> Exercise prompt
Scan the entries below, and for each line that includes the word "const", make a copy.

> Data records
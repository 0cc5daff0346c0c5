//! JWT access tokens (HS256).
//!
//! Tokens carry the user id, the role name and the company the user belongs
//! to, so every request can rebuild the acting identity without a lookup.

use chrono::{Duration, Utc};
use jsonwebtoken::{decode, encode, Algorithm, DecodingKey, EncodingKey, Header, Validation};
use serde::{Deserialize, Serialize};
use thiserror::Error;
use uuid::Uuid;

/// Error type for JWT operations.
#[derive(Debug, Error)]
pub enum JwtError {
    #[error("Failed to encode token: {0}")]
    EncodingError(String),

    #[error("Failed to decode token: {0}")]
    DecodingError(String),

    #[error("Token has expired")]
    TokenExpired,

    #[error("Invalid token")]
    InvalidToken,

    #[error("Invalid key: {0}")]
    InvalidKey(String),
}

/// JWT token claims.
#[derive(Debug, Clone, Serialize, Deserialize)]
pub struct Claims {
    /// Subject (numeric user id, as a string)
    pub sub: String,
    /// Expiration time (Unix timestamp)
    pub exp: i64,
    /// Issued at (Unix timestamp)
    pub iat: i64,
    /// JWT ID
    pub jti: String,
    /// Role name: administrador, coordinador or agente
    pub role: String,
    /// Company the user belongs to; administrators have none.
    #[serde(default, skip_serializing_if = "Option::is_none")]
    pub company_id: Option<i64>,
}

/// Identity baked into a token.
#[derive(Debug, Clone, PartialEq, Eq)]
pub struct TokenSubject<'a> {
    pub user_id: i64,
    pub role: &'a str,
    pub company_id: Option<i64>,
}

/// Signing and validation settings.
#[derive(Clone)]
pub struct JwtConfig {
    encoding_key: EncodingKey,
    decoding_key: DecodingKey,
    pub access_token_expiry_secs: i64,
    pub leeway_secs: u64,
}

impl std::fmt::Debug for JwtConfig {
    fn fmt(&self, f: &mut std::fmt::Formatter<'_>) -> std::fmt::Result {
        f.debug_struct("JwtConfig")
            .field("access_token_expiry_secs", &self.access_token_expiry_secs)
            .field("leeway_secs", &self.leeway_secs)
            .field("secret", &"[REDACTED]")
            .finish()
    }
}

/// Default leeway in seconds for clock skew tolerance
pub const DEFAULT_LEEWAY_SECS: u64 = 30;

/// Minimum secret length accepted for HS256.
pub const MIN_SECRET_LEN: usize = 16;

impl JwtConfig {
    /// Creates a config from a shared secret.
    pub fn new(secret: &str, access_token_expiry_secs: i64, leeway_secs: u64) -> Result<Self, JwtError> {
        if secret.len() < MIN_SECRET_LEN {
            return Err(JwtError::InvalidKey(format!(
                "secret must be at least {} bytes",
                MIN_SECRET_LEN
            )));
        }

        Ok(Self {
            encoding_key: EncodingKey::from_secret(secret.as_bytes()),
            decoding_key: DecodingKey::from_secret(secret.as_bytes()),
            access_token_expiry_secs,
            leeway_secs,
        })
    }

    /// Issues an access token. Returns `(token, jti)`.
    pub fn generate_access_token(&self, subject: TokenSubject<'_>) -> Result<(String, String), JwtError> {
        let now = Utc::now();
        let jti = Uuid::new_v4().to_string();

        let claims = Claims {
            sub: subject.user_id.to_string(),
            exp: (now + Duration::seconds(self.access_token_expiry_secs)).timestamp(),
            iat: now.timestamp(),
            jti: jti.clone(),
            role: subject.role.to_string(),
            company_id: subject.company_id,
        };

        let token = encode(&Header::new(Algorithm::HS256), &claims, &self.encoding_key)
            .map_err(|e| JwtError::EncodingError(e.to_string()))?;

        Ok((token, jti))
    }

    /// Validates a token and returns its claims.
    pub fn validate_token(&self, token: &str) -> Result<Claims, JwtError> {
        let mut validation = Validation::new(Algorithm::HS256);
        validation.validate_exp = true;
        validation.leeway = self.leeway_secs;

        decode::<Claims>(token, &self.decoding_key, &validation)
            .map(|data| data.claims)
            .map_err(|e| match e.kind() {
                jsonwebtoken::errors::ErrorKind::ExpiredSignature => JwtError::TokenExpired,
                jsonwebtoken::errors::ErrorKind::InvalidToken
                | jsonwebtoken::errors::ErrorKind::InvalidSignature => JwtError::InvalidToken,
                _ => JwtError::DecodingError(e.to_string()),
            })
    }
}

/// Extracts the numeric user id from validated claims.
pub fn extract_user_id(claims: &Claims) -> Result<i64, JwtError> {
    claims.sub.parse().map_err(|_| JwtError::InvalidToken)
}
* * *
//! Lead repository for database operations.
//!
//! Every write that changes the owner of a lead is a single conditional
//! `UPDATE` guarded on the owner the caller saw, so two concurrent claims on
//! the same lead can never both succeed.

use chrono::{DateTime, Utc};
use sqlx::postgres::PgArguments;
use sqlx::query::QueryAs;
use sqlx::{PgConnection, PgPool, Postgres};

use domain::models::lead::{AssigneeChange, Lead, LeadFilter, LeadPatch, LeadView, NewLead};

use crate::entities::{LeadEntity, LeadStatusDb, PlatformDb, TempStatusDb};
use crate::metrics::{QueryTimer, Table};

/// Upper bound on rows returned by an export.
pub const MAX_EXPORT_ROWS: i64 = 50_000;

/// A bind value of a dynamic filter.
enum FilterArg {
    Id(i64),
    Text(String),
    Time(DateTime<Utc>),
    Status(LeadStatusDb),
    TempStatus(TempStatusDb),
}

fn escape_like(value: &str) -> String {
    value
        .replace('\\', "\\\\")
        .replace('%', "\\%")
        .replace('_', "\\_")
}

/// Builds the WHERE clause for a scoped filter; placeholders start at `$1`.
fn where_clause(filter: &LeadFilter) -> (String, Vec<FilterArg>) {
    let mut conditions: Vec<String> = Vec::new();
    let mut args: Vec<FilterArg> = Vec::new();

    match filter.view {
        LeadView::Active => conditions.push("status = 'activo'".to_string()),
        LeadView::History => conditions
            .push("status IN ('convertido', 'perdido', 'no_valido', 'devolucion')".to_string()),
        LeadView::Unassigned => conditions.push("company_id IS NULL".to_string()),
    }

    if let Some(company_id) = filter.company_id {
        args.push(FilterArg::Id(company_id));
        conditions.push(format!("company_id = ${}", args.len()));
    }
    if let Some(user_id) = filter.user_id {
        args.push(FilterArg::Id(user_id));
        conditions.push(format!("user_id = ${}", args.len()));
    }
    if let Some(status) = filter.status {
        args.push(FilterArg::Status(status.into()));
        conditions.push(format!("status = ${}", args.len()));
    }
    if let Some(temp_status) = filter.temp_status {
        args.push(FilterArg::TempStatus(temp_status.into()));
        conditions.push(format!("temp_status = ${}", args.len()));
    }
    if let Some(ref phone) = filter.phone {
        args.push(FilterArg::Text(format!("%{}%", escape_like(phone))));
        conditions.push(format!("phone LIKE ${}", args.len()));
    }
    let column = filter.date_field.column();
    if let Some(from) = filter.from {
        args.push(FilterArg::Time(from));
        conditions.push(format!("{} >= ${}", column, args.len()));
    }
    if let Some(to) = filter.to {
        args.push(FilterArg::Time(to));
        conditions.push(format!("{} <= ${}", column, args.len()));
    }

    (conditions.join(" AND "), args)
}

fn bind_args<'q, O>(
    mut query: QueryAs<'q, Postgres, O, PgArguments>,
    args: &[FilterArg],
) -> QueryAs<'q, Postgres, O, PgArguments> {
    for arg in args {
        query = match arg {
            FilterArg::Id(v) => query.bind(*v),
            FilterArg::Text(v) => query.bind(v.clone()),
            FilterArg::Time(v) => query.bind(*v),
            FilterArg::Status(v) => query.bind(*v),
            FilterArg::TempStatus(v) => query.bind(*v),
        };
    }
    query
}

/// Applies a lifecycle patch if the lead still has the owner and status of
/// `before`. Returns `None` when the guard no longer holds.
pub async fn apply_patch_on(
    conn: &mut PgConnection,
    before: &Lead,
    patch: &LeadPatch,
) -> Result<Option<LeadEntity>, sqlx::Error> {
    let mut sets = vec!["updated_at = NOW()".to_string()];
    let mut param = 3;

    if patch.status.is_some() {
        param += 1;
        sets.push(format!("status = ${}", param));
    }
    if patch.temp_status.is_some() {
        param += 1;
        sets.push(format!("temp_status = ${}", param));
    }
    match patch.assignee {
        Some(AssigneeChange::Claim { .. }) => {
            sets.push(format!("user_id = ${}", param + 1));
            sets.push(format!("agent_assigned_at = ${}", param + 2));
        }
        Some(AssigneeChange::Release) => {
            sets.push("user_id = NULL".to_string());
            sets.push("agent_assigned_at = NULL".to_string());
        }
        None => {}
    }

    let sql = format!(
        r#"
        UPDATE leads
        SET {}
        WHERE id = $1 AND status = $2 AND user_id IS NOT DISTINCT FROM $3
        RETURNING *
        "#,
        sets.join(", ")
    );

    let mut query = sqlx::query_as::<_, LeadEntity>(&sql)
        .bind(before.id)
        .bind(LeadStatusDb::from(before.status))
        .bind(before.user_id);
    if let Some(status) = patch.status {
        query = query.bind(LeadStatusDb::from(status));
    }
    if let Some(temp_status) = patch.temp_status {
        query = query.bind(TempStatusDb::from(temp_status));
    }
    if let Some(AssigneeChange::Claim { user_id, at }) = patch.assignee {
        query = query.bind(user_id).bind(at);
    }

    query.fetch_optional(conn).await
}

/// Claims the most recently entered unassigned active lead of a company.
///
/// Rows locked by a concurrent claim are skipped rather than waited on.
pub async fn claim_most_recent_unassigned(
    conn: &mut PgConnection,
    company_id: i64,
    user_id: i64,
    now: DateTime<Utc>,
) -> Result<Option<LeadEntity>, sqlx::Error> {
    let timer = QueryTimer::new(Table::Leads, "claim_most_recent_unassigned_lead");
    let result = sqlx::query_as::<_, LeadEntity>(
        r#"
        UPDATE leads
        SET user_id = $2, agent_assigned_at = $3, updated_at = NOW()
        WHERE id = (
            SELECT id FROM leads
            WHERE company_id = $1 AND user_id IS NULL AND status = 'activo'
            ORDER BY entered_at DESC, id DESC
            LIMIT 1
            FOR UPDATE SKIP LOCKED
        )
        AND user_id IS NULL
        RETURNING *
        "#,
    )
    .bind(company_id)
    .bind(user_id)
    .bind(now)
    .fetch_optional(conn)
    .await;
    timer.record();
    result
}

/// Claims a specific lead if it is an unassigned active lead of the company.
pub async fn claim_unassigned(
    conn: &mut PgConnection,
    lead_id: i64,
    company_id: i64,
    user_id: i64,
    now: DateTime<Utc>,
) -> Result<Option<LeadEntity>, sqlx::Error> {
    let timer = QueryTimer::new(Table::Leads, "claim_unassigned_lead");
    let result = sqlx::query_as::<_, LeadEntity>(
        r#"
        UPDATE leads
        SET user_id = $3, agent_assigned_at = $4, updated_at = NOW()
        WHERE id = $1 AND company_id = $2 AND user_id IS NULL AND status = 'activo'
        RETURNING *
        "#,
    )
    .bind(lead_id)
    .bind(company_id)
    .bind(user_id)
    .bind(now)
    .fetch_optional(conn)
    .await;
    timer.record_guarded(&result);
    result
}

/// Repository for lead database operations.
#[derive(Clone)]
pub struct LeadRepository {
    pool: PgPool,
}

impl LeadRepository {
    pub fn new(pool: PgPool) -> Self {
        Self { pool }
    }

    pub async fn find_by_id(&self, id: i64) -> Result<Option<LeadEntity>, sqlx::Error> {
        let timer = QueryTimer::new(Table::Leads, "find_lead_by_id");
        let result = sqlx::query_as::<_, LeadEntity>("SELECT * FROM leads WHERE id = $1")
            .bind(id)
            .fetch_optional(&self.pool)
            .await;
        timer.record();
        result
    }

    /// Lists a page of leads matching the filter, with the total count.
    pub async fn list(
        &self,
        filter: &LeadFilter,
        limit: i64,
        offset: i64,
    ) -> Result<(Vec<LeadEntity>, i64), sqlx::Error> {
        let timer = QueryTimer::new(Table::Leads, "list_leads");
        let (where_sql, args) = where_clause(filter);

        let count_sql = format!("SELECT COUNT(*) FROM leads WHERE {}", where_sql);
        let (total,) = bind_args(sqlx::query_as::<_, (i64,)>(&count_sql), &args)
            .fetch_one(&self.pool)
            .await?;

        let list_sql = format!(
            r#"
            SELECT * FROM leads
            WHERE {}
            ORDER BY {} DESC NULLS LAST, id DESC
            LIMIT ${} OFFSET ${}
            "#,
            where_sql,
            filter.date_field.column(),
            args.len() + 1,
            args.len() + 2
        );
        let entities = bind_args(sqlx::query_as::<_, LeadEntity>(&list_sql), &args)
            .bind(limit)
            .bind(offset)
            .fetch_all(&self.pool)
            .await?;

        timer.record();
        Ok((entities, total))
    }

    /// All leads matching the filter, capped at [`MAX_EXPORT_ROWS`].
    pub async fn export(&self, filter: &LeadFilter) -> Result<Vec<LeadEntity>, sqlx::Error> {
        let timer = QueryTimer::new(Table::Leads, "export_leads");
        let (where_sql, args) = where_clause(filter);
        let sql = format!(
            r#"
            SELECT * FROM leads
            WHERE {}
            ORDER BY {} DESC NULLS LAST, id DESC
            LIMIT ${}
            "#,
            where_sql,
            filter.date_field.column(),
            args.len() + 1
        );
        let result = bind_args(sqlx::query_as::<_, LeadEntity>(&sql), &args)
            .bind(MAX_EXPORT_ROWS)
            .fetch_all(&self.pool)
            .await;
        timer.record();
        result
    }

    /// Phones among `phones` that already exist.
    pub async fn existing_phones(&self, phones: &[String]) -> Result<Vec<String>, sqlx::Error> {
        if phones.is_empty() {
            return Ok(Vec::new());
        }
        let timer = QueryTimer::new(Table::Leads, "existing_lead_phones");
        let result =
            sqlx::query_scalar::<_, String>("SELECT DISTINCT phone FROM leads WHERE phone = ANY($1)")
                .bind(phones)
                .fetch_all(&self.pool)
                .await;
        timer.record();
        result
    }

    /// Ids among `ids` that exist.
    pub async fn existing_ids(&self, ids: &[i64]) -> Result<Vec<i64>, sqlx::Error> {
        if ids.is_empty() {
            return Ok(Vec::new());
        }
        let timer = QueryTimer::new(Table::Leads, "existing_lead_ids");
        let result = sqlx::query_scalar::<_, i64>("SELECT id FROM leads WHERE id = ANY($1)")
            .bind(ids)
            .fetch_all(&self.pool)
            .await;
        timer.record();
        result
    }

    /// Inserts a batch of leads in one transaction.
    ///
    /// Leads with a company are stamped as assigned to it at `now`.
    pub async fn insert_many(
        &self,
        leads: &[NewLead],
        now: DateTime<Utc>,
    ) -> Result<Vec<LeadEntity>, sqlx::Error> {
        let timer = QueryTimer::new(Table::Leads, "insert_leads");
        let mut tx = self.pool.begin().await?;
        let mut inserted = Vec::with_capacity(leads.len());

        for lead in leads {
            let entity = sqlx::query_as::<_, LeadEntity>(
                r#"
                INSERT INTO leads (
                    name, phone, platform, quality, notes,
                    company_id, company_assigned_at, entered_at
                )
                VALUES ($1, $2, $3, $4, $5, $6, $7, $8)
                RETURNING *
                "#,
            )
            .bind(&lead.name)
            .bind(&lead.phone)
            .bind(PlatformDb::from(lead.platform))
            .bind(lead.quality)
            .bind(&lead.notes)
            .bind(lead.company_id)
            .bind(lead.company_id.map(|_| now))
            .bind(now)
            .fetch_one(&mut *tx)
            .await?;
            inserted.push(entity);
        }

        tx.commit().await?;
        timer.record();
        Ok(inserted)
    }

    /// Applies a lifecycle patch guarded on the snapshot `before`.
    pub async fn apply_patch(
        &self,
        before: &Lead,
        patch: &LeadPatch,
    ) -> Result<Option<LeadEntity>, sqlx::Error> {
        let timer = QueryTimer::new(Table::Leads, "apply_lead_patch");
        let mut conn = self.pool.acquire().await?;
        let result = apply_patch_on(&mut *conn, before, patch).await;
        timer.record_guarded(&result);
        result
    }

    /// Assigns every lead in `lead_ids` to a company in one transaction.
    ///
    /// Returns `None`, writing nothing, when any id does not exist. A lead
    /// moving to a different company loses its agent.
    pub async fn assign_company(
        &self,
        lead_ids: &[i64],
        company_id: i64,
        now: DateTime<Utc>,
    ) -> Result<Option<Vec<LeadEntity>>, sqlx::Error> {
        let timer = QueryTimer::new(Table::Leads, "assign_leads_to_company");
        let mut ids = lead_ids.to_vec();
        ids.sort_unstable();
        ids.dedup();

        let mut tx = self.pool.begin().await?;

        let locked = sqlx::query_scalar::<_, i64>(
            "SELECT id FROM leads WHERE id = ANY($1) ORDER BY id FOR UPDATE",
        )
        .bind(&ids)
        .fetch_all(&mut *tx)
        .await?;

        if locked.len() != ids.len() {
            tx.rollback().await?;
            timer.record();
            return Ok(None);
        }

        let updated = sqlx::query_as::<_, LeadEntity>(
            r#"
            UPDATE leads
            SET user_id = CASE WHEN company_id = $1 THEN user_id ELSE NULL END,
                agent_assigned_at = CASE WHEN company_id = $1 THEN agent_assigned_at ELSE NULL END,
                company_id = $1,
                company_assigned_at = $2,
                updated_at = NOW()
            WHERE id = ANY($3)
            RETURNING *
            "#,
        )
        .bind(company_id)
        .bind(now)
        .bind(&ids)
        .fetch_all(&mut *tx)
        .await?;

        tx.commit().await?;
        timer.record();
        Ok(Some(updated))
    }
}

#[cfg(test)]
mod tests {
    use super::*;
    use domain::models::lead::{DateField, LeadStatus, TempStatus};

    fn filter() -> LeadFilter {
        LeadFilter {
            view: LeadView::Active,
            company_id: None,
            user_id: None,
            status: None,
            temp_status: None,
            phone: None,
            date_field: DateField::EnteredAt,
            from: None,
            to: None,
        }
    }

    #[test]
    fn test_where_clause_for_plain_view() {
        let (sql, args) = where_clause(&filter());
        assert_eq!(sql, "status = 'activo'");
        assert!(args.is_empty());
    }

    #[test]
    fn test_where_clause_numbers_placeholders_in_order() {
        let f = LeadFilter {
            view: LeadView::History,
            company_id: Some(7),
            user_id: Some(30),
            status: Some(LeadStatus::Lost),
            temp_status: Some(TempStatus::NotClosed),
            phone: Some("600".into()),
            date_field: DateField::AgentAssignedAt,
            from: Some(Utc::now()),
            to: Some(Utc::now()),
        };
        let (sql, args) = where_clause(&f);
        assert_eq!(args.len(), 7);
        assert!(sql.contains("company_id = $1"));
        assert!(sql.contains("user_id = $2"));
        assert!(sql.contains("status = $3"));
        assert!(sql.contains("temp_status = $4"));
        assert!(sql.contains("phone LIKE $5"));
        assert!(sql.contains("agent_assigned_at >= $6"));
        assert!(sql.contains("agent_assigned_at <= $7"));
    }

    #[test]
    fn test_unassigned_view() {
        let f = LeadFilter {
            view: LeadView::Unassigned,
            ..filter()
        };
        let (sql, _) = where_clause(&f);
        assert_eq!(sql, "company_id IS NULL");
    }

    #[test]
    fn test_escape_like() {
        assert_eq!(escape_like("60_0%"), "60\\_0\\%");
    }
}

> Exercise output
pub const DEFAULT_LEEWAY_SECS: u64 = 30;
pub const MIN_SECRET_LEN: usize = 16;
pub const MAX_EXPORT_ROWS: i64 = 50_000;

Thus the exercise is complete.